[What is required]:
Only those lines running from the start of the listing below through the line that holds "point model both" are to be written out, exactly and in full.

[Record excerpts]:

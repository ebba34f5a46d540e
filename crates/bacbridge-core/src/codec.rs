//! Pure conversions between BACnet values and host-side values.
//!
//! Nothing here performs I/O. The publisher and the remote point model both
//! build on these rules, so a value travelling host → BACnet → host keeps its
//! meaning.

use crate::types::units::normalize_unit_text;
use crate::types::EngineeringUnits;
use crate::value::BacnetValue;
use std::fmt;

/// A normalized host-platform value (entity state or attribute).
#[derive(Debug, Clone, PartialEq)]
#[cfg_attr(feature = "serde", derive(serde::Serialize, serde::Deserialize))]
#[cfg_attr(feature = "serde", serde(untagged))]
pub enum HostValue {
    Null,
    Bool(bool),
    Number(f64),
    Text(String),
    List(Vec<HostValue>),
}

impl HostValue {
    pub fn is_null(&self) -> bool {
        matches!(self, Self::Null)
    }

    pub fn as_str(&self) -> Option<&str> {
        match self {
            Self::Text(text) => Some(text),
            _ => None,
        }
    }
}

impl fmt::Display for HostValue {
    fn fmt(&self, f: &mut fmt::Formatter<'_>) -> fmt::Result {
        match self {
            Self::Null => Ok(()),
            Self::Bool(v) => write!(f, "{v}"),
            Self::Number(v) => write!(f, "{v}"),
            Self::Text(text) => f.write_str(text),
            Self::List(items) => {
                let parts: Vec<String> = items.iter().map(ToString::to_string).collect();
                write!(f, "[{}]", parts.join(", "))
            }
        }
    }
}

impl From<bool> for HostValue {
    fn from(value: bool) -> Self {
        Self::Bool(value)
    }
}

impl From<f64> for HostValue {
    fn from(value: f64) -> Self {
        Self::Number(value)
    }
}

impl From<i64> for HostValue {
    fn from(value: i64) -> Self {
        Self::Number(value as f64)
    }
}

impl From<&str> for HostValue {
    fn from(value: &str) -> Self {
        Self::Text(value.to_string())
    }
}

impl From<String> for HostValue {
    fn from(value: String) -> Self {
        Self::Text(value)
    }
}

impl<T: Into<HostValue>> From<Option<T>> for HostValue {
    fn from(value: Option<T>) -> Self {
        value.map_or(Self::Null, Into::into)
    }
}

/// Truthiness of a host value as a binary point state.
///
/// Text containing `inactive` is false before text containing `active` is
/// true; the remaining keywords decide otherwise.
pub fn truthy(value: &HostValue) -> bool {
    match value {
        HostValue::Null => false,
        HostValue::Bool(v) => *v,
        HostValue::Number(v) => *v != 0.0,
        HostValue::List(items) => !items.is_empty(),
        HostValue::Text(text) => text_truthy(text),
    }
}

fn text_truthy(text: &str) -> bool {
    let text = text.trim().to_lowercase();
    if text.is_empty() || text.contains("inactive") {
        return false;
    }
    if text.contains("active") {
        return true;
    }
    matches!(
        text.as_str(),
        "1" | "true" | "on" | "open" | "heat" | "cool" | "heating" | "cooling"
    )
}

/// Numeric coercion. Unparsable input is `None`, never a fabricated zero.
pub fn as_float(value: &HostValue) -> Option<f64> {
    match value {
        HostValue::Bool(v) => Some(if *v { 1.0 } else { 0.0 }),
        HostValue::Number(v) => v.is_finite().then_some(*v),
        HostValue::Text(text) => text.trim().parse::<f64>().ok().filter(|v| v.is_finite()),
        HostValue::Null | HostValue::List(_) => None,
    }
}

/// Integer coercion truncating toward zero, like reading `int(float(x))`.
pub fn as_int(value: &HostValue) -> Option<i64> {
    as_float(value).map(|v| v.trunc() as i64)
}

/// Rounds an analog reading to three decimals and folds negative zero.
pub fn round_analog(value: f64) -> f64 {
    let rounded = (value * 1000.0).round() / 1000.0;
    if rounded == 0.0 {
        0.0
    } else {
        rounded
    }
}

/// Present-value encoding of a binary state (`active` = 1, `inactive` = 0).
pub fn binary_present_value(active: bool) -> BacnetValue {
    BacnetValue::Enumerated(u32::from(active))
}

/// Interprets a remote binary present value. `None` when it is neither
/// recognisably active nor inactive.
pub fn binary_is_active(value: &BacnetValue) -> Option<bool> {
    match value {
        BacnetValue::Boolean(v) => Some(*v),
        BacnetValue::Enumerated(v) | BacnetValue::Unsigned(v) if *v <= 1 => Some(*v == 1),
        BacnetValue::CharacterString(text) => {
            match text.trim().to_ascii_lowercase().as_str() {
                "active" | "on" | "true" | "1" => Some(true),
                "inactive" | "off" | "false" | "0" => Some(false),
                _ => None,
            }
        }
        _ => None,
    }
}

/// Cleans a multi-state option list: trimmed, blanks dropped, and at least
/// two options (`off`, `on`) when fewer are configured.
pub fn normalize_states<S: AsRef<str>>(labels: &[S]) -> Vec<String> {
    let states: Vec<String> = labels
        .iter()
        .map(|label| label.as_ref().trim().to_string())
        .filter(|label| !label.is_empty())
        .collect();
    if states.len() < 2 {
        return vec!["off".to_string(), "on".to_string()];
    }
    states
}

/// 1-based index of `text` among `states`, matched case-insensitively.
/// Unknown text maps to the first state.
pub fn multistate_index<S: AsRef<str>>(states: &[S], text: &str) -> u32 {
    find_state(states, text).unwrap_or(1)
}

/// Like [`multistate_index`] but `None` when `text` matches no state.
pub fn find_state<S: AsRef<str>>(states: &[S], text: &str) -> Option<u32> {
    let wanted = text.trim().to_lowercase();
    states
        .iter()
        .position(|state| state.as_ref().trim().to_lowercase() == wanted)
        .and_then(|pos| u32::try_from(pos + 1).ok())
}

/// Label of the 1-based `index`, `None` when out of range or blank.
pub fn multistate_label<S: AsRef<str>>(states: &[S], index: u32) -> Option<&str> {
    let pos = usize::try_from(index).ok()?.checked_sub(1)?;
    states
        .get(pos)
        .map(|label| label.as_ref().trim())
        .filter(|label| !label.is_empty())
}

/// Whether a climate hvac mode equals the configured "on" mode.
pub fn hvac_mode_is_on(value: &HostValue, on_mode: &str) -> bool {
    value.to_string().trim().to_lowercase() == on_mode.trim().to_lowercase()
}

/// A climate hvac action is active unless it reports `idle` or `off`.
pub fn hvac_action_is_active(value: &HostValue) -> bool {
    let action = value.to_string().trim().to_lowercase();
    !action.is_empty() && action != "idle" && action != "off"
}

/// Host display unit of a remote `units` property.
pub fn normalize_unit(value: &BacnetValue) -> Option<String> {
    match value {
        BacnetValue::Enumerated(code) | BacnetValue::Unsigned(code) => {
            match EngineeringUnits::from_code(*code) {
                Some(unit) if unit.symbol().is_empty() => None,
                Some(unit) => Some(unit.symbol().to_string()),
                None => Some(code.to_string()),
            }
        }
        other => normalize_unit_text(&other.as_text()?),
    }
}

/// Option labels carried by a `stateText` array.
pub fn text_list(value: &BacnetValue) -> Option<Vec<String>> {
    match value {
        BacnetValue::List(items) => Some(
            items
                .iter()
                .map(|item| item.as_text().unwrap_or_default())
                .collect(),
        ),
        _ => None,
    }
}

/// Renders a `statusFlags` bit string as the names of the set flags, or
/// `normal` when none is set.
pub fn status_flags_text(value: &BacnetValue) -> Option<String> {
    const FLAGS: [&str; 4] = ["in-alarm", "fault", "overridden", "out-of-service"];
    let Some(bits) = value.bits() else {
        return value.as_text();
    };
    let set: Vec<&str> = FLAGS
        .iter()
        .zip(bits)
        .filter_map(|(name, bit)| bit.then_some(*name))
        .collect();
    if set.is_empty() {
        Some("normal".to_string())
    } else {
        Some(set.join(","))
    }
}

/// Device `systemStatus` values.
#[derive(Debug, Clone, Copy, PartialEq, Eq)]
#[cfg_attr(feature = "serde", derive(serde::Serialize, serde::Deserialize))]
#[cfg_attr(feature = "serde", serde(rename_all = "snake_case"))]
pub enum SystemStatus {
    Operational,
    OperationalReadOnly,
    DownloadRequired,
    DownloadInProgress,
    NonOperational,
    BackupInProgress,
}

impl SystemStatus {
    const ALL: [Self; 6] = [
        Self::Operational,
        Self::OperationalReadOnly,
        Self::DownloadRequired,
        Self::DownloadInProgress,
        Self::NonOperational,
        Self::BackupInProgress,
    ];

    pub const fn code(self) -> u32 {
        match self {
            Self::Operational => 0,
            Self::OperationalReadOnly => 1,
            Self::DownloadRequired => 2,
            Self::DownloadInProgress => 3,
            Self::NonOperational => 4,
            Self::BackupInProgress => 5,
        }
    }

    pub const fn label(self) -> &'static str {
        match self {
            Self::Operational => "operational",
            Self::OperationalReadOnly => "operational_read_only",
            Self::DownloadRequired => "download_required",
            Self::DownloadInProgress => "download_in_progress",
            Self::NonOperational => "non_operational",
            Self::BackupInProgress => "backup_in_progress",
        }
    }

    pub fn from_code(code: u32) -> Option<Self> {
        Self::ALL.into_iter().find(|status| status.code() == code)
    }

    /// Interprets an enumerated code or a textual status in any spelling.
    pub fn from_value(value: &BacnetValue) -> Option<Self> {
        if let Some(status) = value.as_u32().and_then(Self::from_code) {
            return Some(status);
        }
        let text = value.as_text()?.to_lowercase();
        let digits: String = text.chars().filter(char::is_ascii_digit).collect();
        if let Some(status) = digits.parse().ok().and_then(Self::from_code) {
            return Some(status);
        }
        let key = crate::types::normalize_token(&text);
        if key.contains("readonly") {
            return Some(Self::OperationalReadOnly);
        }
        if key.contains("nonoperational") {
            return Some(Self::NonOperational);
        }
        Self::ALL
            .into_iter()
            .find(|status| key.contains(&crate::types::normalize_token(status.label())))
    }
}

[The completed task]:
repository ebba34f5a46d540e
filename crates/bacbridge-core/src/codec.rs
//! Pure conversions between BACnet values and host-side values.
//!
//! Nothing here performs I/O. The publisher and the remote point model both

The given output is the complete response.